A part le fait que je n'habite pas un chateau, meme si la maison de famille est tres grande et tres ancienne, je ne crois pas que le fait de avoir declare mon appui, souffert et travaille, a Kabila me mets a ote des violeurs des femmes.

Par contre, dans les chroniques des derniers jours, semblerait que ce sont les troupes "liberatrices" a violer nos soeurs et nos filles au pays que, a difference de Annuarite, ne monteront pas dans les nirvana des saints catholiques.

J'ai fait une analyse de la situation qui me porte a conclure que pour le moment, dans un pays comme le notre, ou les forces politique se trouvent exiles de la scene politique naitonale, nous sommes contraint a prendre parti ou pour les "rebels" ouvertments appuyes par les troupes etrangeres contre un gouvernement qu'est reconnu par la communite internationale, ou avec le pouvoir en place a Kinshasa qu'a appelle a son secours, comme il est dans les faits normale pour tout gouvernement reconnu, des allies etrangers.

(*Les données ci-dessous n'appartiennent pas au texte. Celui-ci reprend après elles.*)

use chrono::{DateTime, Utc};

/// `DD/MM/YY HH:mm`.
pub const APP_DATE_FORMAT: &str = "%d/%m/%y %H:%M";

/// Formats a timestamp for table cells; missing timestamps render blank.
pub fn format_date(date: Option<&DateTime<Utc>>) -> String {
    date.map(|d| d.format(APP_DATE_FORMAT).to_string())
        .unwrap_or_default()
}
//! Calls against the admin user endpoints.
//!
//! Every helper takes the [`BusinessConfig`] for the base URL and bearer
//! token, and returns plain data. Mapping results into computes is left to
//! the commands.

use thiserror::Error;
use url::form_urlencoded;

use crate::BusinessConfig;
use crate::http::{Client, RequestBuilder, Response};
use crate::user::{Account, User};

#[derive(Debug, Clone, PartialEq, Eq, Error)]
pub enum ApiError {
    #[error("request failed: {0}")]
    Transport(String),
    #[error("API returned status: {0}")]
    Status(u16),
    #[error("failed to parse response: {0}")]
    Decode(String),
    #[error("failed to serialize request: {0}")]
    Encode(String),
}

pub type ApiResult<T> = Result<T, ApiError>;

/// Query sent to `GET /admin/users`. `page` is zero-based.
#[derive(Debug, Clone, PartialEq, Eq)]
pub struct UsersQuery {
    pub page: u32,
    pub size: usize,
    pub sort: String,
}

/// One page of users plus the backend's total.
#[derive(Debug, Clone, Default, PartialEq, Eq)]
pub struct UsersPage {
    pub users: Vec<User>,
    pub total_items: u64,
}

const TOTAL_COUNT_HEADER: &str = "x-total-count";

fn authorized(request: RequestBuilder, config: &BusinessConfig) -> RequestBuilder {
    request
        .header("accept", "application/json")
        .bearer(config.auth_token())
}

async fn send(request: RequestBuilder) -> ApiResult<Response> {
    let response = request
        .send()
        .await
        .map_err(|e| ApiError::Transport(e.message))?;
    if !response.is_success() {
        return Err(ApiError::Status(response.status));
    }
    Ok(response)
}

/// GET `/admin/users?page=&size=&sort=`
pub async fn list_users(config: &BusinessConfig, query: &UsersQuery) -> ApiResult<UsersPage> {
    let url = format!(
        "{}/admin/users?page={}&size={}&sort={}",
        config.api_url(),
        query.page,
        query.size,
        form_urlencoded::byte_serialize(query.sort.as_bytes()).collect::<String>()
    );

    let response = send(authorized(Client::get(url), config)).await?;
    let users: Vec<User> = response
        .json()
        .map_err(|e| ApiError::Decode(e.to_string()))?;

    let total_items = response
        .header(TOTAL_COUNT_HEADER)
        .and_then(|raw| raw.trim().parse::<u64>().ok())
        .unwrap_or(users.len() as u64);

    Ok(UsersPage { users, total_items })
}

/// PUT `/admin/users` with the full user record.
pub async fn update_user(config: &BusinessConfig, user: &User) -> ApiResult<User> {
    let url = format!("{}/admin/users", config.api_url());
    let request = authorized(Client::put(url), config)
        .json(user)
        .map_err(|e| ApiError::Encode(e.to_string()))?;

    send(request)
        .await?
        .json()
        .map_err(|e| ApiError::Decode(e.to_string()))
}

/// GET `/account`
pub async fn get_account(config: &BusinessConfig) -> ApiResult<Account> {
    let url = format!("{}/account", config.api_url());

    send(authorized(Client::get(url), config))
        .await?
        .json()
        .map_err(|e| ApiError::Decode(e.to_string()))
}

#[cfg(test)]
mod tests {
    use super::*;
    use wiremock::matchers::{header, method, path, query_param};
    use wiremock::{Mock, MockServer, ResponseTemplate};

    fn user(login: &str) -> serde_json::Value {
        serde_json::json!({ "id": 1, "login": login, "activated": true, "authorities": [] })
    }

    #[tokio::test]
    async fn list_users_reads_total_count_header() {
        let server = MockServer::start().await;
        Mock::given(method("GET"))
            .and(path("/api/admin/users"))
            .and(query_param("page", "1"))
            .and(query_param("size", "20"))
            .and(query_param("sort", "login,desc"))
            .respond_with(
                ResponseTemplate::new(200)
                    .insert_header("X-Total-Count", "42")
                    .set_body_json(vec![user("alice"), user("bob")]),
            )
            .expect(1)
            .mount(&server)
            .await;

        let config = BusinessConfig::new(server.uri());
        let page = list_users(
            &config,
            &UsersQuery {
                page: 1,
                size: 20,
                sort: "login,desc".to_owned(),
            },
        )
        .await
        .expect("page should load");

        assert_eq!(page.total_items, 42);
        assert_eq!(page.users.len(), 2);
        assert_eq!(page.users[1].login, "bob");
    }

    #[tokio::test]
    async fn missing_total_header_falls_back_to_length() {
        let server = MockServer::start().await;
        Mock::given(method("GET"))
            .and(path("/api/admin/users"))
            .respond_with(ResponseTemplate::new(200).set_body_json(vec![user("alice")]))
            .mount(&server)
            .await;

        let config = BusinessConfig::new(server.uri());
        let page = list_users(
            &config,
            &UsersQuery {
                page: 0,
                size: 20,
                sort: "id,asc".to_owned(),
            },
        )
        .await
        .expect("page should load");

        assert_eq!(page.total_items, 1);
    }

    #[tokio::test]
    async fn non_success_status_is_an_error() {
        let server = MockServer::start().await;
        Mock::given(method("GET"))
            .and(path("/api/account"))
            .respond_with(ResponseTemplate::new(401))
            .mount(&server)
            .await;

        let config = BusinessConfig::new(server.uri());
        let err = get_account(&config).await.expect_err("unauthorized");

        assert_eq!(err, ApiError::Status(401));
    }

    #[tokio::test]
    async fn bearer_token_is_sent_when_configured() {
        let server = MockServer::start().await;
        Mock::given(method("GET"))
            .and(path("/api/account"))
            .and(header("authorization", "Bearer secret"))
            .respond_with(
                ResponseTemplate::new(200)
                    .set_body_json(serde_json::json!({ "login": "admin", "authorities": [] })),
            )
            .expect(1)
            .mount(&server)
            .await;

        let config = BusinessConfig {
            auth_token: Some("secret".to_owned()),
            ..BusinessConfig::new(server.uri())
        };
        let account = get_account(&config).await.expect("account");

        assert_eq!(account.login, "admin");
    }

    #[tokio::test]
    async fn garbage_body_is_a_decode_error() {
        let server = MockServer::start().await;
        Mock::given(method("PUT"))
            .and(path("/api/admin/users"))
            .respond_with(ResponseTemplate::new(200).set_body_string("not json"))
            .mount(&server)
            .await;

        let config = BusinessConfig::new(server.uri());
        let err = update_user(&config, &User::default())
            .await
            .expect_err("decode failure");

        assert!(matches!(err, ApiError::Decode(_)));
    }
}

Je ne m'explique pas pourquoi, si le souci des "nouveaux anciens" liberateurs (Bizima, Bugera, etc.) etait celui de la democratie, ce gens n'ont pas attendu le delai fixe pour les elections pour se battre dans l'arene politique a la place de trainer un peuple paisible dans une guerre que rends de plus en plus loine la date des elections.

Je suis contre la guerre, j'ai hais les viols et la pourriture que chaque guerre emporte avec elle. Nous sommes la pour debattre a propos des possibles solution a ce conflit. Faisons-le avec les coeurs en main, en se rappelent de demarrer le cerveau avant d'ouvrir la bouche.